PONTS, REMPARTS ET ART BAROQUE
On réceptionne aussi une peinture circulaire et patriotique, contant sur 120 mètres de circonférence la bataille
de Raclawice : en 1794, l’indépendantiste Tadeusz Kosciuszko avait essayé sur les troupes du tsar la tactique
apprise en Amérique, lorsqu’il combattait pour Franklin et Washington. Embusqués, les partisans polonais font
du tir au pigeon sur les rangs bien ordonné des cosaques, bientôt taillés à revers par des paysans armés de
faux. Une déculottée russe ? Ce n’était pas trop du goût de Moscou. Il a fallu guetter la fin de l’ère socialiste
pour déployer enfin ce trésor pictural…
Leurs câbles puissants suspendus à des flèches crénelées, les piles maculées par un street art génial, les
tabliers étroits tressautant sous le croisement des trams et des dentelles de fer boulonnées par l’ère
industrielle : il faut traverser les 110 ponts de Wrocław pour être conquis par ce fleuve au nom si laid, l’Oder,
et saisir la nostalgie de l’exilé Walter Meckauer : « Pendant longtemps il avait entendu – car il était parti au
loin – tant de cours d’eaux murmurer leur chant à son oreille : Danube et Adige, Seine et Tibre, Colorado et
Hudson. Mais aucun n’avait bruissé comme l’avait fait l’Oder de son enfance. » La berge a magnétisé
l’intellect de la ville : la jolie demeure rouge de l’Ossolineum, le Muséum drapé de vigne-vierge, l’université
et son Aula Leopoldina, spectaculaire chambre baroque où les angelots dorés se penchent sur les remises de
diplômes.
Les rues voisines sentent la cuisine exotique et peu chère, la colle à affiches, le moteur déréglé des
guimbardes des temps brejnéviens. Phénomène du shopping 1930, le Feniks a perdu son arrogant globe
terrestre de 6 mètres, foudroyé par un ciel jaloux. Marchands de tableaux et créateurs design ont posé leurs
étals dans les anciennes boucheries d’Ulica Jatki, où les enfants brûlent des bougies pour le repos de l’oie, du
cochon ou du lapin statufiés en rappel des victimes des abattoirs. Au bout de jolies rues à oriels, on tombe sur
les remparts en crémaillère et frangés d’eau : sur les restes des défenses du xviiie siècle ne patrouillent plus
que joggeurs, barques et cygnes. Wroclaw n’est que surprises, comme ce jardin japonais créé pour l’exposition
mondiale de 1913, la fausse gare de Hala Targowa qui n’est que la charpente ovoïde et vertigineuse d’un
marché bruyant, l’aquarium du mall d’Arkady, où les requins suivent l’escalier roulant, ou bien encore ce
bunker antiaérien devenu lieu de happenings, sans oublier le Borobudur industriel que constitue la Halle du
Centenaire de 1913, au dôme cristallin aux allures de pièce montée. Le monstre de 9 000 places continue
d’incarner la cité polonaise. Et tant pis s’il est dû au Prussien Max Berg...

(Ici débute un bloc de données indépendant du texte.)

//! Session configuration.
//!
//! Everything the agent loop needs is carried in [`AgentConfig`], read once
//! from the environment at startup. Nothing below the binary looks at the
//! environment directly.

use std::path::PathBuf;
use std::str::FromStr;
use std::time::Duration;

use serde::{Deserialize, Serialize};

use crate::model::ProviderId;
use crate::policy::ContainmentMode;
use crate::AppError;

pub const DEFAULT_COMMAND_TIMEOUT: Duration = Duration::from_secs(30);
pub const DEFAULT_LLM_TIMEOUT: Duration = Duration::from_secs(60);
pub const DEFAULT_MAX_ITERATIONS: usize = 15;

#[derive(Debug, Clone, PartialEq, Eq, Serialize, Deserialize)]
pub struct ProviderConfig {
    pub provider: ProviderId,
    #[serde(default, skip_serializing)]
    pub api_key: String,
    /// None selects the catalog default.
    pub model: Option<String>,
    pub base_url: Option<String>,
}

impl ProviderConfig {
    pub fn new(provider: ProviderId) -> Self {
        Self {
            provider,
            api_key: String::new(),
            model: None,
            base_url: None,
        }
    }

    pub fn with_model(mut self, model: Option<String>) -> Self {
        if model.is_some() {
            self.model = model;
        }
        self
    }

    /// Reads the provider's key, model and endpoint variables.
    pub fn from_lookup(provider: ProviderId, lookup: &impl Fn(&str) -> Option<String>) -> Self {
        let (key_var, model_var, url_var) = match provider {
            ProviderId::Groq => (Some("GROQ_API_KEY"), "GROQ_MODEL", "GROQ_BASE_URL"),
            ProviderId::Ollama => (None, "OLLAMA_MODEL", "OLLAMA_URL"),
            ProviderId::OpenAi => (Some("OPENAI_API_KEY"), "OPENAI_MODEL", "OPENAI_BASE_URL"),
        };
        Self {
            provider,
            api_key: key_var.and_then(|var| non_empty(lookup, var)).unwrap_or_default(),
            model: non_empty(lookup, model_var),
            base_url: non_empty(lookup, url_var),
        }
    }

    pub fn from_env(provider: ProviderId) -> Self {
        Self::from_lookup(provider, &|key| std::env::var(key).ok())
    }
}

#[derive(Debug, Clone)]
pub struct AgentConfig {
    pub provider: ProviderConfig,
    pub workspace: PathBuf,
    /// Directory scanned for script tools; None disables them.
    pub tools_dir: Option<PathBuf>,
    pub command_timeout: Duration,
    pub llm_timeout: Duration,
    pub max_iterations: usize,
    pub auto_plan: bool,
    pub containment: ContainmentMode,
}

impl Default for AgentConfig {
    fn default() -> Self {
        Self {
            provider: ProviderConfig::new(ProviderId::default()),
            workspace: default_workspace_root(),
            tools_dir: None,
            command_timeout: DEFAULT_COMMAND_TIMEOUT,
            llm_timeout: DEFAULT_LLM_TIMEOUT,
            max_iterations: DEFAULT_MAX_ITERATIONS,
            auto_plan: false,
            containment: ContainmentMode::default(),
        }
    }
}

impl AgentConfig {
    pub fn for_workspace(workspace: impl Into<PathBuf>) -> Self {
        Self {
            workspace: workspace.into(),
            ..Self::default()
        }
    }

    pub fn from_env() -> Result<Self, AppError> {
        Self::from_lookup(|key| std::env::var(key).ok())
    }

    /// Builds a config from any key lookup; unset and blank values take defaults.
    pub fn from_lookup(lookup: impl Fn(&str) -> Option<String>) -> Result<Self, AppError> {
        let provider = match non_empty(&lookup, "LLM_PROVIDER") {
            Some(raw) => ProviderId::from_str(&raw).map_err(AppError::Config)?,
            None => ProviderId::default(),
        };

        let mut config = Self {
            provider: ProviderConfig::from_lookup(provider, &lookup),
            tools_dir: non_empty(&lookup, "LOCLM_TOOLS_DIR").map(PathBuf::from),
            ..Self::default()
        };
        if let Some(workspace) = non_empty(&lookup, "LOCLM_WORKSPACE") {
            config.workspace = PathBuf::from(workspace);
        }
        if let Some(secs) = parse_var::<u64>(&lookup, "LOCLM_COMMAND_TIMEOUT_SECS")? {
            config.command_timeout = Duration::from_secs(secs);
        }
        if let Some(secs) = parse_var::<u64>(&lookup, "LOCLM_LLM_TIMEOUT_SECS")? {
            config.llm_timeout = Duration::from_secs(secs);
        }
        if let Some(max) = parse_var::<usize>(&lookup, "LOCLM_MAX_ITERATIONS")? {
            if max == 0 {
                return Err(AppError::Config(
                    "LOCLM_MAX_ITERATIONS must be at least 1".to_string(),
                ));
            }
            config.max_iterations = max;
        }
        if let Some(flag) = parse_flag(&lookup, "LOCLM_AUTO_PLAN")? {
            config.auto_plan = flag;
        }
        if parse_flag(&lookup, "LOCLM_STRICT_PATHS")?.unwrap_or(false) {
            config.containment = ContainmentMode::Reject;
        }

        tracing::debug!(
            provider = %config.provider.provider,
            workspace = %config.workspace.display(),
            max_iterations = config.max_iterations,
            "configuration loaded"
        );
        Ok(config)
    }
}

fn default_workspace_root() -> PathBuf {
    std::env::current_dir().unwrap_or_else(|_| PathBuf::from("."))
}

fn non_empty(lookup: &impl Fn(&str) -> Option<String>, key: &str) -> Option<String> {
    lookup(key)
        .map(|v| v.trim().to_string())
        .filter(|v| !v.is_empty())
}

fn parse_var<T: FromStr>(
    lookup: &impl Fn(&str) -> Option<String>,
    key: &str,
) -> Result<Option<T>, AppError> {
    non_empty(lookup, key)
        .map(|raw| {
            raw.parse::<T>()
                .map_err(|_| AppError::Config(format!("invalid value for {key}: {raw}")))
        })
        .transpose()
}

fn parse_flag(
    lookup: &impl Fn(&str) -> Option<String>,
    key: &str,
) -> Result<Option<bool>, AppError> {
    non_empty(lookup, key)
        .map(|raw| match raw.to_ascii_lowercase().as_str() {
            "1" | "true" | "yes" | "on" => Ok(true),
            "0" | "false" | "no" | "off" => Ok(false),
            _ => Err(AppError::Config(format!("invalid value for {key}: {raw}"))),
        })
        .transpose()
}

#[cfg(test)]
mod tests {
    use std::collections::HashMap;

    use super::*;

    fn lookup(pairs: &[(&str, &str)]) -> impl Fn(&str) -> Option<String> {
        let map: HashMap<String, String> = pairs
            .iter()
            .map(|(k, v)| (k.to_string(), v.to_string()))
            .collect();
        move |key| map.get(key).cloned()
    }

    #[test]
    fn defaults_when_nothing_is_set() {
        let config = AgentConfig::from_lookup(lookup(&[])).unwrap();
        assert_eq!(config.provider.provider, ProviderId::Groq);
        assert!(config.provider.api_key.is_empty());
        assert_eq!(config.command_timeout, Duration::from_secs(30));
        assert_eq!(config.llm_timeout, Duration::from_secs(60));
        assert_eq!(config.max_iterations, 15);
        assert!(!config.auto_plan);
        assert_eq!(config.containment, ContainmentMode::Substitute);
        assert!(config.tools_dir.is_none());
    }

    #[test]
    fn reads_provider_specific_variables() {
        let config = AgentConfig::from_lookup(lookup(&[
            ("LLM_PROVIDER", "ollama"),
            ("OLLAMA_URL", "http://box:11434"),
            ("OLLAMA_MODEL", "qwen2.5-coder:7b"),
            ("GROQ_API_KEY", "ignored"),
        ]))
        .unwrap();
        assert_eq!(config.provider.provider, ProviderId::Ollama);
        assert_eq!(config.provider.base_url.as_deref(), Some("http://box:11434"));
        assert_eq!(config.provider.model.as_deref(), Some("qwen2.5-coder:7b"));
        assert!(config.provider.api_key.is_empty());
    }

    #[test]
    fn reads_loop_settings() {
        let config = AgentConfig::from_lookup(lookup(&[
            ("LOCLM_WORKSPACE", "/tmp/ws"),
            ("LOCLM_TOOLS_DIR", "/tmp/tools"),
            ("LOCLM_COMMAND_TIMEOUT_SECS", "5"),
            ("LOCLM_MAX_ITERATIONS", "3"),
            ("LOCLM_AUTO_PLAN", "yes"),
            ("LOCLM_STRICT_PATHS", "1"),
        ]))
        .unwrap();
        assert_eq!(config.workspace, PathBuf::from("/tmp/ws"));
        assert_eq!(config.tools_dir, Some(PathBuf::from("/tmp/tools")));
        assert_eq!(config.command_timeout, Duration::from_secs(5));
        assert_eq!(config.max_iterations, 3);
        assert!(config.auto_plan);
        assert_eq!(config.containment, ContainmentMode::Reject);
    }

    #[test]
    fn blank_values_are_unset() {
        let config = AgentConfig::from_lookup(lookup(&[("GROQ_MODEL", "   ")])).unwrap();
        assert!(config.provider.model.is_none());
    }

    #[test]
    fn invalid_values_are_config_errors() {
        assert!(matches!(
            AgentConfig::from_lookup(lookup(&[("LLM_PROVIDER", "skynet")])),
            Err(AppError::Config(_))
        ));
        assert!(AgentConfig::from_lookup(lookup(&[("LOCLM_MAX_ITERATIONS", "zero")])).is_err());
        assert!(AgentConfig::from_lookup(lookup(&[("LOCLM_MAX_ITERATIONS", "0")])).is_err());
        assert!(AgentConfig::from_lookup(lookup(&[("LOCLM_AUTO_PLAN", "maybe")])).is_err());
    }

    #[test]
    fn with_model_keeps_existing_when_none() {
        let cfg = ProviderConfig::new(ProviderId::Groq).with_model(Some("a".into()));
        assert_eq!(cfg.clone().with_model(None).model.as_deref(), Some("a"));
    }
}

5 CHOSES QUE L’ON NE SAIT PAS SUR LA CAPITALE DE LA CULTURE 2016
01. L’Union finance 100 millions d’euros d’aides pour 54 événements.
02. Les 12 îles seront la scène de performances, du spectacle sur pont à l’envoi de vœux par
fusée.
03. Des liens ont été tissés avec Lvov et l’autre capitale 2016, Saint-Sébastien. Le 20 janvier,
les rues seront ainsi peuplées de figurants basques.
04. 44 architectes locaux réaliseront une cité modèle, Nowe Zerniki.
05. La ville espère attirer 6 millions de visiteurs de plus cette année.